When these counts are modified in a transaction, they must eventually lock
the superblock buffer and apply the mods. The buffer then remains locked
until the transaction is committed into the incore log buffer. The result
of this is that with enough transactions on the fly the incore superblock
buffer becomes a bottleneck.
The result of contention on the incore superblock buffer is that
transaction rates fall - the more pressure that is put on the superblock
buffer, the slower things go.
The key to removing the contention is to not require the superblock fields
in question to be locked. We do that by not marking the superblock dirty
in the transaction. IOWs, we modify the incore superblock but do not
modify the cached superblock buffer. In short, we do not log superblock
modifications to critical fields in the superblock on every transaction.
In fact we only do it just before we write the superblock to disk every
sync period or just before unmount.
This creates an interesting problem - if we don't log or write out the
fields in every transaction, then how do the values get recovered after a
crash? the answer is simple - we keep enough duplicate, logged information
in other structures that we can reconstruct the correct count after log
recovery has been performed.
It is the AGF and AGI structures that contain the duplicate information;
after recovery, we walk every AGI and AGF and sum their individual
counters to get the correct value, and we do a transaction into the log to
correct them.
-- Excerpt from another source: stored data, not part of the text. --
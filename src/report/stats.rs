//! Cross-year summary figures.

use serde::Serialize;

use crate::domain::YearlySeries;

/// Summary over a selection of yearly series.
#[derive(Debug, Clone, PartialEq, Serialize)]
pub struct Projection {
    pub best: YearlySeries,
    pub worst: YearlySeries,
    pub max_high: f64,
    pub avg_change: f64,
}

/// Best/worst year by percentage change, highest high and mean change.
///
/// Ties go to the earliest series in input order. Returns `None` for an
/// empty selection.
pub fn project_statistics(series: &[YearlySeries]) -> Option<Projection> {
    let first = series.first()?;

    let mut best = first;
    let mut worst = first;
    let mut max_high = first.high_price();
    let mut total_change = 0.0;

    for s in series {
        if s.percentage_change() > best.percentage_change() {
            best = s;
        }
        if s.percentage_change() < worst.percentage_change() {
            worst = s;
        }
        max_high = max_high.max(s.high_price());
        total_change += s.percentage_change();
    }

    Some(Projection {
        best: best.clone(),
        worst: worst.clone(),
        max_high,
        avg_change: total_change / series.len() as f64,
    })
}

#[cfg(test)]
mod tests {
    use chrono::NaiveDate;

    use super::*;
    use crate::domain::{DataPoint, SeriesShape};

    /// Series whose start/end give exactly `change` percent, peaking at `high`.
    fn series(year: i32, change: f64, high: f64) -> YearlySeries {
        let d = |m| NaiveDate::from_ymd_opt(year, m, 1).unwrap();
        YearlySeries::from_points(
            year,
            vec![
                DataPoint::new(d(1), 100.0),
                DataPoint::new(d(6), high),
                DataPoint::new(d(12), 100.0 + change),
            ],
            SeriesShape::Dated,
        )
    }

    #[test]
    fn best_worst_and_average() {
        let input = vec![series(2019, 5.2, 130.0), series(2020, -3.1, 140.0)];
        let p = project_statistics(&input).unwrap();

        assert_eq!(p.best.percentage_change(), 5.2);
        assert_eq!(p.worst.percentage_change(), -3.1);
        assert!((p.avg_change - 1.05).abs() < 1e-9);
        assert_eq!(p.max_high, 140.0);
    }

    #[test]
    fn ties_keep_first_in_input_order() {
        let input = vec![series(2021, 4.0, 120.0), series(2018, 4.0, 120.0), series(2015, -1.0, 120.0)];
        let p = project_statistics(&input).unwrap();
        assert_eq!(p.best.year(), 2021);

        let input = vec![series(2010, -2.0, 110.0), series(2011, -2.0, 110.0)];
        let p = project_statistics(&input).unwrap();
        assert_eq!(p.worst.year(), 2010);
        assert_eq!(p.best.year(), 2010);
    }

    #[test]
    fn empty_selection_has_no_projection() {
        assert!(project_statistics(&[]).is_none());
    }

    #[test]
    fn zero_start_year_counts_as_flat() {
        let d = |m| NaiveDate::from_ymd_opt(2021, m, 1).unwrap();
        let from_zero = YearlySeries::from_points(
            2021,
            vec![DataPoint::new(d(1), 0.0), DataPoint::new(d(12), 80.0)],
            SeriesShape::Dated,
        );

        let p = project_statistics(std::slice::from_ref(&from_zero)).unwrap();
        assert_eq!(p.best.year(), 2021);
        assert_eq!(p.avg_change, 0.0);
        assert_eq!(p.max_high, 80.0);

        let input = vec![from_zero, series(2019, 5.2, 130.0), series(2020, -3.1, 140.0)];
        let p = project_statistics(&input).unwrap();
        assert_eq!(p.best.year(), 2019);
        assert_eq!(p.worst.year(), 2020);
        assert!(p.avg_change.is_finite());
        assert!((p.avg_change - 0.7).abs() < 1e-9);
    }
}
//! Month-interval filtering and cross-year merging for charting.

use std::collections::BTreeMap;

use chrono::Datelike;
use serde::Serialize;

use crate::domain::{IntervalRange, SeriesShape, YearlySeries};

const MONTH_ABBR: [&str; 12] = [
    "Jan", "Feb", "Mar", "Apr", "May", "Jun", "Jul", "Aug", "Sep", "Oct", "Nov", "Dec",
];

/// One x-axis position shared by all years: a (month, day) with each year's
/// value at that position.
#[derive(Debug, Clone, PartialEq, Serialize)]
pub struct ChartRow {
    pub month: u32,
    pub day: u32,
    /// Series label (`y2020`) -> value.
    pub values: BTreeMap<String, f64>,
}

impl ChartRow {
    /// Axis label such as `Jun 01`.
    pub fn label(&self) -> String {
        let month = MONTH_ABBR
            .get(self.month.saturating_sub(1) as usize)
            .copied()
            .unwrap_or("???");
        format!("{month} {:02}", self.day)
    }
}

/// Restrict each series to `interval` and merge points on a shared month-day
/// axis, ascending by `(month, day)`.
///
/// If one series has two points on the same month-day, the later one wins.
pub fn apply_interval(series: &[YearlySeries], interval: IntervalRange) -> Vec<ChartRow> {
    let mut rows: BTreeMap<(u32, u32), BTreeMap<String, f64>> = BTreeMap::new();

    for s in series {
        let label = s.label();
        match s.shape() {
            SeriesShape::FixedMonthly => {
                for month in interval.start()..=interval.end() {
                    if let Some(p) = s.points().get(month as usize - 1) {
                        rows.entry((month, p.date.day()))
                            .or_default()
                            .insert(label.clone(), p.value);
                    }
                }
            }
            SeriesShape::Dated => {
                for p in s.points().iter().filter(|p| interval.contains(p.date.month())) {
                    rows.entry((p.date.month(), p.date.day()))
                        .or_default()
                        .insert(label.clone(), p.value);
                }
            }
        }
    }

    rows.into_iter()
        .map(|((month, day), values)| ChartRow { month, day, values })
        .collect()
}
An optimisation of this is that if we have a clean unmount
record, we know the value in the superblock is correct, so we can avoid
the summation walk under normal conditions and so mount/recovery times do
not change under normal operation.
One wrinkle that was discovered during development was that the blocks
used in the freespace btrees are never accounted for in the AGF counters.
This was once a valid optimisation to make; when the filesystem is full,
the free space btrees are empty and consume no space. Hence when it
matters, the "accounting" is correct. But that means the when we do the
AGF summations, we would not have a correct count and xfs_check would
complain. Hence a new counter was added to track the number of blocks used
by the free space btrees. This is an *on-disk format change*.
As a result of this, lazy superblock counters are a mkfs option and at the
moment on linux there is no way to convert an old filesystem. This is
possible - xfs_db can be used to twiddle the right bits and then
xfs_repair will do the format conversion for you. Similarly, you can
convert backwards as well. At some point we'll add functionality to
xfs_admin to do the bit twiddling easily....
SGI-PV: 964999
SGI-Modid: xfs-linux-melb:xfs-kern:28652a
Signed-off-by: David Chinner <dgc@sgi.com>
Signed-off-by: Christoph Hellwig <hch@infradead.org>
Signed-off-by: Tim Shimmin <tes@sgi.com>
Diffstat (limited to 'fs/xfs/xfs_trans.c')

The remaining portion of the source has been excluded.